*** Opening of Supplied records ***
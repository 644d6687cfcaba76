//! Aggregated read-only views of the book.

use serde::{Deserialize, Serialize};

/// Per-level depth snapshot.
///
/// Each element is `(price, total remaining quantity)`. Bids are
/// best-first descending, asks best-first ascending. An empty side is an
/// empty list.
#[derive(Debug, Clone, PartialEq, Default, Serialize, Deserialize)]
pub struct BookSnapshot {
    pub bids: Vec<(f64, f64)>,
    pub asks: Vec<(f64, f64)>,
}

impl BookSnapshot {
    pub fn is_empty(&self) -> bool {
        self.bids.is_empty() && self.asks.is_empty()
    }
}

/// Best bid and ask, each `(price, total remaining quantity)`.
#[derive(Debug, Clone, Copy, PartialEq, Default, Serialize, Deserialize)]
pub struct TopOfBookSnapshot {
    pub bid: Option<(f64, f64)>,
    pub ask: Option<(f64, f64)>,
}

impl TopOfBookSnapshot {
    pub fn is_empty(&self) -> bool {
        self.bid.is_none() && self.ask.is_none()
    }

    /// Ask minus bid when both sides are present.
    pub fn spread(&self) -> Option<f64> {
        match (self.bid, self.ask) {
            (Some((bid, _)), Some((ask, _))) => Some(ask - bid),
            _ => None,
        }
    }
}
//! lob-core
//!
//! Pure matching-engine logic for a single traded instrument:
//! - order and trade value types
//! - price-time priority order book
//! - matcher (best-first walk of the opposite side)
//! - engine facade (validation, id assignment, trade log, snapshots)
//!
//! The engine is a synchronous, single-threaded state machine. It performs
//! no I/O and never reads a clock; timestamps are supplied by the caller.

pub mod side;
pub mod order_type;
pub mod order;
pub mod trade;
pub mod price_key;
pub mod node;
pub mod price_level;
pub mod order_book;
pub mod matcher;
pub mod trades;
pub mod snapshot;
pub mod engine;
pub mod error;

pub use side::Side;
pub use order_type::OrderType;

pub use order::{Order, OrderStatus};
pub use trade::Trade;

pub use order_book::OrderBook;
pub use snapshot::{BookSnapshot, TopOfBookSnapshot};

pub use engine::{EngineConfig, MatchingEngine};
pub use error::EngineError;
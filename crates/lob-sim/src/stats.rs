//! Run statistics for a simulation.

use serde::Serialize;

/// Counters accumulated over one simulation run.
///
/// Serializable so the CLI can dump a machine-readable summary next to
/// the trade log.
#[derive(Debug, Clone, Default, Serialize)]
pub struct SimulationStats {
    pub orders_submitted: u64,
    pub limit_orders: u64,
    pub market_orders: u64,
    pub orders_rejected: u64,
    pub cancels_attempted: u64,
    pub cancels_succeeded: u64,
    pub trades_executed: u64,
    pub volume_traded: f64,
    pub final_reference_price: f64,
    pub final_resting_orders: usize,
    pub final_bid_levels: usize,
    pub final_ask_levels: usize,
}

impl SimulationStats {
    /// Human-readable multi-line summary for the end of a run.
    pub fn render(&self) -> String {
        format!(
            "orders submitted:  {} ({} limit, {} market, {} rejected)\n\
             cancels:           {}/{} succeeded\n\
             trades executed:   {}\n\
             volume traded:     {:.8}\n\
             final ref price:   {:.2}\n\
             final book:        {} orders across {} bid / {} ask levels",
            self.orders_submitted,
            self.limit_orders,
            self.market_orders,
            self.orders_rejected,
            self.cancels_succeeded,
            self.cancels_attempted,
            self.trades_executed,
            self.volume_traded,
            self.final_reference_price,
            self.final_resting_orders,
            self.final_bid_levels,
            self.final_ask_levels,
        )
    }
}
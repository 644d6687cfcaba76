//! Order representation and lifecycle status.

use serde::{Deserialize, Serialize};

use crate::order_type::OrderType;
use crate::side::Side;

/// Lifecycle status of an order.
///
/// `New` and `PartiallyFilled` are the only states in which an order may
/// rest in the book. `Filled` and `Cancelled` are terminal.
#[derive(Debug, Copy, Clone, PartialEq, Eq, Serialize, Deserialize)]
pub enum OrderStatus {
    New,
    PartiallyFilled,
    Filled,
    Cancelled,
}

impl OrderStatus {
    /// True for `Filled` and `Cancelled`.
    pub fn is_terminal(self) -> bool {
        matches!(self, OrderStatus::Filled | OrderStatus::Cancelled)
    }
}

/// A single order, resting or in flight.
///
/// Quantities are tracked three ways: `quantity` is the original size,
/// `filled_quantity` accumulates executions, `remaining_quantity` is what
/// is still open. `filled + remaining == quantity` at all times.
#[derive(Debug, Clone, PartialEq, Serialize, Deserialize)]
pub struct Order {
    /// Engine-assigned id, monotonic from 1, never reused.
    pub id: u64,
    pub side: Side,
    pub order_type: OrderType,

    /// Limit price. `None` for market orders.
    pub price: Option<f64>,

    pub quantity: f64,
    pub filled_quantity: f64,
    pub remaining_quantity: f64,

    pub status: OrderStatus,

    /// Caller-supplied timestamp. Opaque to the engine; used only for
    /// audit and trade records, never for priority (arrival order wins).
    pub timestamp: u64,
}

impl Order {
    pub fn new_limit(id: u64, side: Side, price: f64, quantity: f64, timestamp: u64) -> Self {
        Order {
            id,
            side,
            order_type: OrderType::Limit,
            price: Some(price),
            quantity,
            filled_quantity: 0.0,
            remaining_quantity: quantity,
            status: OrderStatus::New,
            timestamp,
        }
    }

    pub fn new_market(id: u64, side: Side, quantity: f64, timestamp: u64) -> Self {
        Order {
            id,
            side,
            order_type: OrderType::Market,
            price: None,
            quantity,
            filled_quantity: 0.0,
            remaining_quantity: quantity,
            status: OrderStatus::New,
            timestamp,
        }
    }

    /// Apply a fill of `quantity` units.
    ///
    /// The caller guarantees `quantity <= remaining_quantity`; the matcher
    /// always fills `min(aggressor.remaining, maker.remaining)`.
    pub fn fill(&mut self, quantity: f64) {
        self.filled_quantity += quantity;
        self.remaining_quantity -= quantity;
    }

    /// Limit price of a resting order.
    ///
    /// Panics for market orders; only limit orders ever rest.
    pub fn limit_price(&self) -> f64 {
        match self.price {
            Some(p) => p,
            None => panic!("market order {} has no limit price", self.id),
        }
    }
}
*** Close of Supplied records ***
Your output must be the lines of the material above, from the first through the line that contains "machine. It performs", copied exactly. Include both endpoints and nothing else.

repository 644d6687cfcaba76
//! Aggregated read-only views of the book.

use serde::{Deserialize, Serialize};

/// Per-level depth snapshot.
///
/// Each element is `(price, total remaining quantity)`. Bids are
/// best-first descending, asks best-first ascending. An empty side is an
/// empty list.
#[derive(Debug, Clone, PartialEq, Default, Serialize, Deserialize)]
pub struct BookSnapshot {
    pub bids: Vec<(f64, f64)>,
    pub asks: Vec<(f64, f64)>,
}

impl BookSnapshot {
    pub fn is_empty(&self) -> bool {
        self.bids.is_empty() && self.asks.is_empty()
    }
}

/// Best bid and ask, each `(price, total remaining quantity)`.
#[derive(Debug, Clone, Copy, PartialEq, Default, Serialize, Deserialize)]
pub struct TopOfBookSnapshot {
    pub bid: Option<(f64, f64)>,
    pub ask: Option<(f64, f64)>,
}

impl TopOfBookSnapshot {
    pub fn is_empty(&self) -> bool {
        self.bid.is_none() && self.ask.is_none()
    }

    /// Ask minus bid when both sides are present.
    pub fn spread(&self) -> Option<f64> {
        match (self.bid, self.ask) {
            (Some((bid, _)), Some((ask, _))) => Some(ask - bid),
            _ => None,
        }
    }
}
//! lob-core
//!
//! Pure matching-engine logic for a single traded instrument:
//! - order and trade value types
//! - price-time priority order book
//! - matcher (best-first walk of the opposite side)
//! - engine facade (validation, id assignment, trade log, snapshots)
//!
//! The engine is a synchronous, single-threaded state machine. It performs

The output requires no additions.